Personal information
- Born: 30 March 1917 Shibin El Kom, Egypt
- Died: 14 August 1958 (aged 41) Atlantic Ocean

Sport
- Country: Egypt
- Sport: Fencing

Medal record
Mediterranean Games
| Bronze medal – third place | 1951 Alexandria | Épée team |
| Bronze medal – third place | 1951 Alexandria | Foil team |
| Bronze medal – third place | 1955 Barcelona | Foil team |

= Osman Abdel Hafeez =

Egyptian fencer (1917–1958)

Osman Abdel Hafeez (30 March 1917 – 14 August 1958) was an Egyptian épée and foil fencer. He competed at the 1948 and 1952 Summer Olympics. He was one of six members of the Egyptian fencing team who perished on board KLM Flight 607-E on 14 August 1958.

==Personal life==
Hafeez had three brothers, Saleh, Ibrahim, and Fathy, as well as two sisters: Zeinab and Fatma. He was married to Isis Ismail Sabry, the daughter of a pediatrician.

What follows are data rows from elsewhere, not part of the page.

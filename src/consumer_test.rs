use std::convert::Infallible;

use futures::stream;
use serde_json::json;
use wiremock::matchers::{body_partial_json, method, path};
use wiremock::{Mock, MockServer, ResponseTemplate};

use super::*;

fn source(id: &str) -> Source {
    Source {
        id: id.into(),
        title: "France".into(),
        content: "Paris is the capital...".into(),
        url: "https://en.wikipedia.org/wiki/France".into(),
        date: "N/A".into(),
        domain: "en.wikipedia.org".into(),
        favicon: String::new(),
    }
}

fn body_of(events: &[StreamEvent]) -> Vec<u8> {
    events.iter().flat_map(|e| e.encode().to_vec()).collect()
}

/// A body stream that delivers `bytes` in reads of `size` bytes.
fn chunked(bytes: &[u8], size: usize) -> impl Stream<Item = Result<Vec<u8>, Infallible>> {
    let chunks: Vec<Result<Vec<u8>, Infallible>> = bytes.chunks(size).map(|c| Ok(c.to_vec())).collect();
    stream::iter(chunks)
}

fn assistant_turn() -> (Conversation, String) {
    let mut conversation = Conversation::new();
    conversation.push_user("capital of France?");
    let id = conversation.begin_assistant();
    (conversation, id)
}

// =============================================================================
// CONVERSATION
// =============================================================================

#[test]
fn turn_ids_are_unique() {
    let mut conversation = Conversation::new();
    let a = conversation.push_user("a");
    let b = conversation.begin_assistant();
    let c = conversation.push_user("c");
    assert_ne!(a, b);
    assert_ne!(b, c);
    assert_ne!(a, c);
}

#[test]
fn only_the_in_flight_assistant_turn_is_pending() {
    let (conversation, id) = assistant_turn();
    let pending: Vec<&str> = conversation.turns().iter().filter(|t| t.pending).map(|t| t.id.as_str()).collect();
    assert_eq!(pending, vec![id.as_str()]);
}

#[test]
fn messages_skip_pending_turns() {
    let (conversation, _) = assistant_turn();
    assert_eq!(conversation.messages(), vec![Message::user("capital of France?")]);
}

#[test]
fn apply_sets_sources_once() {
    let (mut conversation, id) = assistant_turn();
    assert!(conversation.apply(&id, StreamEvent::Sources(vec![source("0")])));
    conversation.apply(&id, StreamEvent::Sources(vec![]));
    assert_eq!(conversation.turn(&id).unwrap().sources.as_ref().unwrap().len(), 1);
    assert!(conversation.turn(&id).unwrap().pending);
}

#[test]
fn apply_to_unknown_turn_is_rejected() {
    let mut conversation = Conversation::new();
    assert!(!conversation.apply("missing", StreamEvent::Done));
}

#[test]
fn fail_sets_fixed_message() {
    let (mut conversation, id) = assistant_turn();
    conversation.fail(&id);
    let turn = conversation.turn(&id).unwrap();
    assert_eq!(turn.text, REQUEST_FAILED_MESSAGE);
    assert!(!turn.pending);
    assert_eq!(turn.outcome, Some(StreamOutcome::Failed));
}

// =============================================================================
// CONSUME
// =============================================================================

#[tokio::test]
async fn reconstructs_text_for_any_chunking() {
    let fragments = ["# Research", " Analysis\n\n## Summary\n", "• **Paris** ⟨1789⟩", " [Source 0]"];
    let mut events = vec![StreamEvent::Sources(vec![source("0")])];
    events.extend(fragments.iter().map(|f| StreamEvent::Delta((*f).to_string())));
    events.push(StreamEvent::Done);
    let bytes = body_of(&events);

    for size in [1, 2, 7, 13, bytes.len()] {
        let (mut conversation, id) = assistant_turn();
        let outcome = consume(chunked(&bytes, size), &mut conversation, &id, |_| {}).await;
        let turn = conversation.turn(&id).unwrap();
        assert_eq!(outcome, StreamOutcome::Completed, "chunk size {size}");
        assert_eq!(turn.text, fragments.concat(), "chunk size {size}");
        assert_eq!(turn.sources.as_deref(), Some(&[source("0")][..]));
        assert!(!turn.pending);
    }
}

#[tokio::test]
async fn update_fires_after_every_record_in_order() {
    let bytes = body_of(&[
        StreamEvent::Sources(vec![]),
        StreamEvent::Delta("a".into()),
        StreamEvent::Delta("b".into()),
        StreamEvent::Done,
    ]);
    let (mut conversation, id) = assistant_turn();
    let mut seen: Vec<(String, bool)> = Vec::new();
    consume(chunked(&bytes, bytes.len()), &mut conversation, &id, |turn| {
        seen.push((turn.text.clone(), turn.pending));
    })
    .await;

    assert_eq!(
        seen,
        vec![
            (String::new(), true),
            ("a".to_string(), false),
            ("ab".to_string(), false),
            ("ab".to_string(), false),
        ]
    );
}

#[tokio::test]
async fn missing_marker_is_truncation_not_an_error() {
    let raw = b"event: sources\ndata: {\"sources\":[]}\n\ndata: Hello\n\ndata:  world";
    let (mut conversation, id) = assistant_turn();
    let outcome = consume(chunked(raw, 5), &mut conversation, &id, |_| {}).await;

    assert_eq!(outcome, StreamOutcome::Truncated);
    let turn = conversation.turn(&id).unwrap();
    assert_eq!(turn.text, "Hello world");
    assert_eq!(turn.sources, Some(vec![]));
    assert!(!turn.pending);
}

#[tokio::test]
async fn malformed_sources_are_ignored() {
    let raw = b"event: sources\ndata: {\"sources\": [oops\n\ndata: still streaming\n\n";
    let (mut conversation, id) = assistant_turn();
    consume(chunked(raw, 64), &mut conversation, &id, |_| {}).await;

    let turn = conversation.turn(&id).unwrap();
    assert_eq!(turn.sources, None);
    assert_eq!(turn.text, "still streaming");
}

#[tokio::test]
async fn error_record_marks_failure_and_keeps_partial_text() {
    let bytes = body_of(&[
        StreamEvent::Sources(vec![]),
        StreamEvent::Delta("partial".into()),
        StreamEvent::Error("The response stream was interrupted".into()),
    ]);
    let (mut conversation, id) = assistant_turn();
    let outcome = consume(chunked(&bytes, 3), &mut conversation, &id, |_| {}).await;

    assert_eq!(outcome, StreamOutcome::Failed);
    assert_eq!(conversation.turn(&id).unwrap().text, "partial");
}

#[tokio::test]
async fn read_error_ends_consumption() {
    let items: Vec<Result<Vec<u8>, String>> = vec![
        Ok(b"data: first\n\ndata: half".to_vec()),
        Err("connection reset".into()),
        Ok(b"data: never\n\n".to_vec()),
    ];
    let (mut conversation, id) = assistant_turn();
    let outcome = consume(stream::iter(items), &mut conversation, &id, |_| {}).await;

    assert_eq!(outcome, StreamOutcome::Truncated);
    assert_eq!(conversation.turn(&id).unwrap().text, "first");
}

#[tokio::test]
async fn empty_body_settles_pending_turn() {
    let (mut conversation, id) = assistant_turn();
    let outcome = consume(chunked(b"", 1), &mut conversation, &id, |_| {}).await;
    assert_eq!(outcome, StreamOutcome::Truncated);
    assert!(!conversation.turn(&id).unwrap().pending);
}

// =============================================================================
// RELAY CLIENT
// =============================================================================

#[test]
fn client_rejects_invalid_base_url() {
    assert!(matches!(RelayClient::new("not a url"), Err(ClientError::InvalidUrl(_))));
    assert_eq!(
        RelayClient::new("http://127.0.0.1:3000").unwrap().endpoint(),
        "http://127.0.0.1:3000/api/chat"
    );
}

#[test]
fn client_keeps_base_path_prefix() {
    for base in ["http://relay.local:3000/insighter", "http://relay.local:3000/insighter/"] {
        assert_eq!(
            RelayClient::new(base).unwrap().endpoint(),
            "http://relay.local:3000/insighter/api/chat",
            "base {base}"
        );
    }
}

#[tokio::test]
async fn ask_posts_history_and_streams_answer() {
    let server = MockServer::start().await;
    let body = body_of(&[
        StreamEvent::Sources(vec![source("0")]),
        StreamEvent::Delta("Paris".into()),
        StreamEvent::Done,
    ]);
    Mock::given(method("POST"))
        .and(path("/api/chat"))
        .and(body_partial_json(json!({
            "messages": [{ "role": "user", "content": "capital of France?" }]
        })))
        .respond_with(ResponseTemplate::new(200).set_body_raw(body, "text/event-stream"))
        .mount(&server)
        .await;

    let client = RelayClient::new(&server.uri()).unwrap();
    let mut conversation = Conversation::new();
    let mut updates = 0;
    let outcome = client
        .ask(&mut conversation, "capital of France?", |_| updates += 1)
        .await
        .unwrap();

    assert_eq!(outcome, StreamOutcome::Completed);
    assert_eq!(updates, 3);
    let turns = conversation.turns();
    assert_eq!(turns.len(), 2);
    assert_eq!(turns[1].role, Role::Assistant);
    assert_eq!(turns[1].text, "Paris");
    assert_eq!(turns[1].sources.as_ref().unwrap()[0].domain, "en.wikipedia.org");
}

#[tokio::test]
async fn ask_sends_prior_turns() {
    let server = MockServer::start().await;
    Mock::given(method("POST"))
        .and(path("/api/chat"))
        .respond_with(ResponseTemplate::new(200).set_body_raw(body_of(&[StreamEvent::Delta("ok".into())]), "text/event-stream"))
        .mount(&server)
        .await;

    let client = RelayClient::new(&server.uri()).unwrap();
    let mut conversation = Conversation::new();
    client.ask(&mut conversation, "first", |_| {}).await.unwrap();
    client.ask(&mut conversation, "second", |_| {}).await.unwrap();

    let requests = server.received_requests().await.unwrap();
    let sent: serde_json::Value = serde_json::from_slice(&requests[1].body).unwrap();
    assert_eq!(
        sent,
        json!({ "messages": [
            { "role": "user", "content": "first" },
            { "role": "assistant", "content": "ok" },
            { "role": "user", "content": "second" }
        ]})
    );
}

#[tokio::test]
async fn ask_non_ok_status_sets_failure_text() {
    let server = MockServer::start().await;
    Mock::given(method("POST"))
        .respond_with(ResponseTemplate::new(500).set_body_json(json!({ "error": "An error occurred during the request" })))
        .mount(&server)
        .await;

    let client = RelayClient::new(&server.uri()).unwrap();
    let mut conversation = Conversation::new();
    let err = client.ask(&mut conversation, "q", |_| {}).await.unwrap_err();

    assert!(matches!(err, ClientError::Status { status: 500, ref message } if message == "An error occurred during the request"));
    let turn = &conversation.turns()[1];
    assert_eq!(turn.text, REQUEST_FAILED_MESSAGE);
    assert!(!turn.pending);
}

#[tokio::test]
async fn ask_transport_failure_sets_failure_text() {
    let listener = std::net::TcpListener::bind("127.0.0.1:0").unwrap();
    let addr = listener.local_addr().unwrap();
    drop(listener);
    let client = RelayClient::new(&format!("http://{addr}")).unwrap();
    let mut conversation = Conversation::new();
    let err = client.ask(&mut conversation, "q", |_| {}).await.unwrap_err();

    assert!(matches!(err, ClientError::Request(_)));
    assert_eq!(conversation.turns()[1].text, REQUEST_FAILED_MESSAGE);
}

She is the sister of Ahmed Sabry his fellow fencing champion who was on the same doomed flight. He had a son, Ismail, and a daughter, Pakinam.

==Medals and honors==
Hafeez competed at the Mediterranean Games in 1951 where he won bronze medals in the épée and foil team events and in 1955 where he won a bronze medal in the foil team event. The main hall in the Egyptian Fencing Club is named after Hafeez, as well as a street in Nasr City, Cairo, Egypt and a school in his hometown of Shibin El Kom, Egypt.